Para recibir los mensajes en tu bandeja de correo suscríbete en    http://isialada.blogspot.com.es/         y   http://isisalada2.blogspot.com   .es/

SÍNDROME DE DOWN EN LA VISIÓN ESPÍRITA. Todo mal que practicamos contra el prójimo, somos nosotros los primeros lesionados.



SÍNDROME DE DOWN EN LA VISIÓN ESPÍRITA.


Todo efecto tiene una causa. En consecuencia, deducimos una causa para que esos espíritus vivan tal experiencia, causa justa, teniendo en cuenta la infinita bondad y justicia de Dios. 

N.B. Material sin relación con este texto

/// Upper bound on a navigation, load event included.
pub const NAVIGATION_TIMEOUT_MS: u64 = 30_000;
/// Default wait-for timeout when the caller supplies none.
pub const WAIT_FOR_DEFAULT_TIMEOUT_MS: u64 = 10_000;
const WAIT_FOR_POLL_MS: u64 = 500;

#[derive(Debug, Clone, Copy, PartialEq, Eq, Deserialize)]
#[serde(rename_all = "lowercase")]
pub enum ScrollDirection {
    Up,
    Down,
}

impl ScrollDirection {
    fn as_str(self) -> &'static str {
        match self {
            ScrollDirection::Up => "up",
            ScrollDirection::Down => "down",
        }
    }
}

#[derive(Debug, Clone, Copy, PartialEq, Deserialize)]
#[serde(untagged)]
pub enum ScrollAmount {
    Pixels(f64),
    Named(NamedAmount),
}

#[derive(Debug, Clone, Copy, PartialEq, Eq, Deserialize)]
#[serde(rename_all = "kebab-case")]
pub enum NamedAmount {
    Page,
    ToTop,
    ToBottom,
}

#[derive(Debug, Clone, Deserialize)]
pub struct ScrollParams {
    #[serde(default)]
    pub r#ref: Option<String>,
    pub direction: ScrollDirection,
    #[serde(default)]
    pub amount: Option<ScrollAmount>,
}

#[derive(Debug, Clone, Default, Deserialize)]
pub struct WaitForParams {
    #[serde(default)]
    pub text: Option<String>,
    #[serde(default)]
    pub r#ref: Option<String>,
    /// Milliseconds.
    #[serde(default)]
    pub timeout: Option<u64>,
}

/// One attached debugging target plus the ref registry scoped to it.
///
/// Every mutating action runs the same pipeline: resolve the target, take a
/// ref-preserving pre capture, fire the input primitives, wait for the page
/// to settle, take the post capture, and diff the two into consequences. No
/// error escapes; each public method always returns a populated envelope.
#[derive(Debug)]
pub struct PageSession {
    channel: CdpChannel,
    registry: RefRegistry,
}
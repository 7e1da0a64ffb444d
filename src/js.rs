//! In-page JavaScript payloads. These are data to the rest of the crate:
//! string constants handed to `Runtime.evaluate` / `Runtime.callFunctionOn`.

/// Summarize the page for `PageInfo`.
pub const PAGE_INFO: &str = r#"(function() {
    return {
        url: location.href,
        title: document.title,
        width: window.innerWidth,
        height: window.innerHeight,
    };
})()"#;

/// Compute the css path of `this`, rooted at `body`: `#id` anchors where
/// available, `tag:nth-of-type(k)` otherwise.
pub const DOM_PATH: &str = r#"function() {
    const parts = [];
    let el = this;
    while (el && el.nodeType === Node.ELEMENT_NODE && el !== document.body) {
        if (el.id) {
            parts.unshift('#' + CSS.escape(el.id));
            return parts.join(' > ');
        }
        const tag = el.tagName.toLowerCase();
        let k = 1;
        let sib = el;
        while ((sib = sib.previousElementSibling)) {
            if (sib.tagName === el.tagName) k++;
        }
        parts.unshift(tag + ':nth-of-type(' + k + ')');
        el = el.parentElement;
    }
    parts.unshift('body');
    return parts.join(' > ');
}"#;

/// Whether the document body has any child elements at all. Guards the
/// fallback extraction: an empty body means there is nothing to find.
pub const BODY_HAS_ELEMENTS: &str =
    "!!(document.body && document.body.childElementCount > 0)";

/// The selector union used when the accessibility tree yields nothing.
pub const FALLBACK_SELECTOR: &str = "a[href], button, input, select, textarea, \
[role=button], [role=link], [role=textbox], [role=checkbox], [role=radio], \
[role=combobox], [role=menuitem], [role=tab], [role=switch], \
[tabindex]:not([tabindex=\"-1\"])";

/// Describe `this` for fallback synthesis: tag, input type, and the
/// aria-label / placeholder / title / innerText name ladder.
pub const FALLBACK_DESCRIBE: &str = r#"function() {
    const tag = this.tagName.toLowerCase();
    const name = this.getAttribute('aria-label')
        || this.getAttribute('placeholder')
        || this.getAttribute('title')
        || (this.innerText || '').slice(0, 50);
    return { tag, inputType: (this.getAttribute('type') || '').toLowerCase(), name };
}"#;

/// Probe and fill `this`: contenteditable gets innerText + input event;
/// native inputs go through the prototype value setter so framework-managed
/// fields observe the change, then bubbling input and change events.
/// Returns whether the value persisted.
pub const FILL_VALUE: &str = r#"function(value) {
    if (this.isContentEditable) {
        this.focus();
        this.innerText = value;
        this.dispatchEvent(new Event('input', { bubbles: true }));
        return this.innerText === value;
    }
    this.focus();
    let proto = null;
    if (this instanceof HTMLInputElement) proto = HTMLInputElement.prototype;
    else if (this instanceof HTMLTextAreaElement) proto = HTMLTextAreaElement.prototype;
    const desc = proto && Object.getOwnPropertyDescriptor(proto, 'value');
    if (desc && desc.set) {
        desc.set.call(this, value);
    } else {
        this.value = value;
    }
    this.dispatchEvent(new Event('input', { bubbles: true }));
    this.dispatchEvent(new Event('change', { bubbles: true }));
    return this.value === value;
}"#;

/// Scroll with `this` as the anchor element: walk upward for a scrollable
/// ancestor, fall back to the viewport scroller when none exists.
pub const SCROLL_FROM_ELEMENT: &str = r#"function(direction, amount) {
    const apply = (container, fallback) => {
        const before = container.scrollTop;
        if (amount === 'to-top') {
            container.scrollTop = 0;
        } else if (amount === 'to-bottom') {
            container.scrollTop = Math.max(0, container.scrollHeight - container.clientHeight);
        } else {
            const delta = amount === 'page' ? container.clientHeight : Number(amount);
            container.scrollTop = before + (direction === 'up' ? -delta : delta);
        }
        return {
            scrollTopBefore: before,
            scrollTopAfter: container.scrollTop,
            scrollHeight: container.scrollHeight,
            clientHeight: container.clientHeight,
            containerTag: container.tagName.toLowerCase(),
            fallback: fallback,
        };
    };
    let el = this;
    while (el && el !== document.documentElement) {
        const style = getComputedStyle(el);
        if ((style.overflowY === 'auto' || style.overflowY === 'scroll')
            && el.scrollHeight > el.clientHeight) {
            return apply(el, false);
        }
        el = el.parentElement;
    }
    return apply(document.scrollingElement || document.documentElement || document.body, true);
}"#;

/// Scroll the viewport scroller directly.
pub const SCROLL_VIEWPORT: &str = r#"function(direction, amount) {
    const container = document.scrollingElement || document.documentElement || document.body;
    const before = container.scrollTop;
    if (amount === 'to-top') {
        container.scrollTop = 0;
    } else if (amount === 'to-bottom') {
        container.scrollTop = Math.max(0, container.scrollHeight - container.clientHeight);
    } else {
        const delta = amount === 'page' ? container.clientHeight : Number(amount);
        container.scrollTop = before + (direction === 'up' ? -delta : delta);
    }
    return {
        scrollTopBefore: before,
        scrollTopAfter: container.scrollTop,
        scrollHeight: container.scrollHeight,
        clientHeight: container.clientHeight,
        containerTag: container.tagName.toLowerCase(),
        fallback: false,
    };
}"#;

/// Install a buffered layout-shift observer writing into a window-scoped
/// accumulator. Entries caused by recent input are ignored.
pub const INSTALL_LAYOUT_SHIFT_OBSERVER: &str = r#"(function() {
    const state = { total: 0, count: 0, observer: null };
    window.__layoutShift = state;
    try {
        const observer = new PerformanceObserver((list) => {
            for (const entry of list.getEntries()) {
                if (entry.hadRecentInput) continue;
                state.total += entry.value;
                state.count += 1;
            }
        });
        observer.observe({ type: 'layout-shift', buffered: true });
        state.observer = observer;
        return true;
    } catch (e) {
        return false;
    }
})()"#;

/// Read the accumulated layout shift and disconnect the observer.
pub const COLLECT_LAYOUT_SHIFT: &str = r#"(function() {
    const state = window.__layoutShift;
    if (!state) return { cls: 0, count: 0 };
    if (state.observer) {
        try { state.observer.disconnect(); } catch (e) {}
    }
    delete window.__layoutShift;
    return { cls: state.total, count: state.count };
})()"#;

/// Render `(<function>)(arg, …)` with json-encoded arguments, for snippets
/// that have to run through `Runtime.evaluate` instead of `callFunctionOn`.
pub fn call_expression(function: &str, args: &[serde_json::Value]) -> String {
    let args = args
        .iter()
        .map(|a| a.to_string())
        .collect::<Vec<_>>()
        .join(", ");
    format!("({function})({args})")
}

#[cfg(test)]
mod tests {
    use super::*;
    use serde_json::json;

    #[test]
    fn call_expression_encodes_arguments() {
        let expr = call_expression("function(a, b) {}", &[json!("down"), json!(42)]);
        assert_eq!(expr, "(function(a, b) {})(\"down\", 42)");

        // strings with quotes survive as valid js literals
        let expr = call_expression("f", &[json!(r#"say "hi""#)]);
        assert_eq!(expr, r#"(f)("say \"hi\"")"#);
    }
}
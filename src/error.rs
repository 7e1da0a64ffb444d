use std::io;
use std::process::ExitStatus;

use async_tungstenite::tungstenite;
use serde::Serialize;
use thiserror::Error;

use crate::protocol::RemoteError;

pub type Result<T, E = CdpError> = std::result::Result<T, E>;

/// Everything that can go wrong while driving the debugging target.
#[derive(Debug, Error)]
pub enum CdpError {
    #[error("{0}")]
    Ws(#[from] tungstenite::Error),
    #[error("{0}")]
    Io(#[from] io::Error),
    #[error("{0}")]
    Serde(#[from] serde_json::Error),
    /// The browser answered a request with an error payload
    #[error("{0}")]
    Chrome(#[from] RemoteError),
    #[error("{0}")]
    Url(#[from] url::ParseError),
    #[error("received no response from the browser")]
    NoResponse,
    #[error("received unexpected ws message: {0:?}")]
    UnexpectedWsMessage(tungstenite::Message),
    /// The debugging connection is gone; nothing further can be sent.
    #[error("the debugging connection is closed")]
    Disconnected,
    /// `Inspector.targetCrashed` was observed; the channel is poisoned.
    #[error("the page target crashed")]
    PageCrashed,
    #[error("no element is registered under {0}")]
    NoSuchRef(String),
    #[error("{0} no longer resolves to a live element")]
    RefStale(String),
    #[error("{0}")]
    NotInteractable(String),
    #[error("{0}")]
    FillFailed(String),
    /// An in-page script threw during evaluation
    #[error("script threw: {0}")]
    ScriptError(String),
    #[error("{0}")]
    ActionFailed(String),
    #[error("{0}")]
    WaitTimeout(String),
    #[error("browser process exited with {0:?} before a websocket url was resolved")]
    LaunchExit(ExitStatus),
    #[error("timed out resolving the websocket url from the browser process")]
    LaunchTimeout,
}

impl CdpError {
    pub fn msg(msg: impl Into<String>) -> Self {
        CdpError::ActionFailed(msg.into())
    }

    /// The public error code this failure surfaces as in a result envelope.
    pub fn code(&self) -> ErrorCode {
        match self {
            CdpError::Ws(_) | CdpError::Io(_) | CdpError::Disconnected => {
                ErrorCode::CdpDisconnected
            }
            CdpError::PageCrashed => ErrorCode::PageCrashed,
            CdpError::NoSuchRef(_) => ErrorCode::NoSuchRef,
            CdpError::RefStale(_) => ErrorCode::RefStale,
            CdpError::NotInteractable(_) => ErrorCode::NotInteractable,
            CdpError::FillFailed(_) => ErrorCode::FillFailed,
            CdpError::ScriptError(_) => ErrorCode::ScriptError,
            CdpError::WaitTimeout(_) => ErrorCode::WaitTimeout,
            _ => ErrorCode::ActionFailed,
        }
    }
}

/// The fixed taxonomy every failure is normalized to before it reaches the
/// caller. No other codes exist.
#[derive(Debug, Clone, Copy, PartialEq, Eq, Serialize)]
#[serde(rename_all = "SCREAMING_SNAKE_CASE")]
pub enum ErrorCode {
    RefStale,
    NoSuchRef,
    NotInteractable,
    StabilityTimeout,
    CdpDisconnected,
    PageCrashed,
    ActionFailed,
    ScriptError,
    FillFailed,
    WaitTimeout,
}

/// One entry of the `errors` array in a result envelope.
#[derive(Debug, Clone, Serialize)]
pub struct ErrorDetail {
    pub code: ErrorCode,
    pub message: String,
}

impl ErrorDetail {
    pub fn new(code: ErrorCode, message: impl Into<String>) -> Self {
        Self {
            code,
            message: message.into(),
        }
    }
}

impl From<&CdpError> for ErrorDetail {
    fn from(err: &CdpError) -> Self {
        ErrorDetail::new(err.code(), err.to_string())
    }
}

#[cfg(test)]
mod tests {
    use super::*;

    #[test]
    fn codes_serialize_screaming() {
        let detail = ErrorDetail::new(ErrorCode::NoSuchRef, "gone");
        let json = serde_json::to_value(&detail).unwrap();
        assert_eq!(json["code"], "NO_SUCH_REF");

        assert_eq!(
            serde_json::to_value(ErrorCode::CdpDisconnected).unwrap(),
            "CDP_DISCONNECTED"
        );
        assert_eq!(
            serde_json::to_value(ErrorCode::WaitTimeout).unwrap(),
            "WAIT_TIMEOUT"
        );
    }

    #[test]
    fn error_to_code_mapping() {
        assert_eq!(
            CdpError::NoSuchRef("@e9".into()).code(),
            ErrorCode::NoSuchRef
        );
        assert_eq!(CdpError::RefStale("@e1".into()).code(), ErrorCode::RefStale);
        assert_eq!(CdpError::Disconnected.code(), ErrorCode::CdpDisconnected);
        assert_eq!(CdpError::PageCrashed.code(), ErrorCode::PageCrashed);
        assert_eq!(CdpError::NoResponse.code(), ErrorCode::ActionFailed);
    }
}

Todos los obstáculos que no resultan de acciones en la vida actual proceden de actitudes en las reencarnaciones pasadas. 

La Providencia Divina permite que determinados espíritus reencarnen en esta condición, para aprender una gran lección a través de la vergüenza a que quedan sujetos, totalmente imposibilitados de manifestarse normalmente. 

Los amigos espirituales advierte: la inmensa mayoría de los casos de niños portadores de deficiencia física y / o mental son aquellos que se volvían contra sí mismos, buscando el fin de dificultades, en la puerta ilusoria del suicidio. O entonces, son individuos que en encarnación pasada abusaron de la inteligencia, de su saber, para el mal, para engañar a los demás, explotándoles la ignorancia o la buena fe, inventores de ingenios de muerte o los que estropearon sus cuerpos carnales cultivando el vicio.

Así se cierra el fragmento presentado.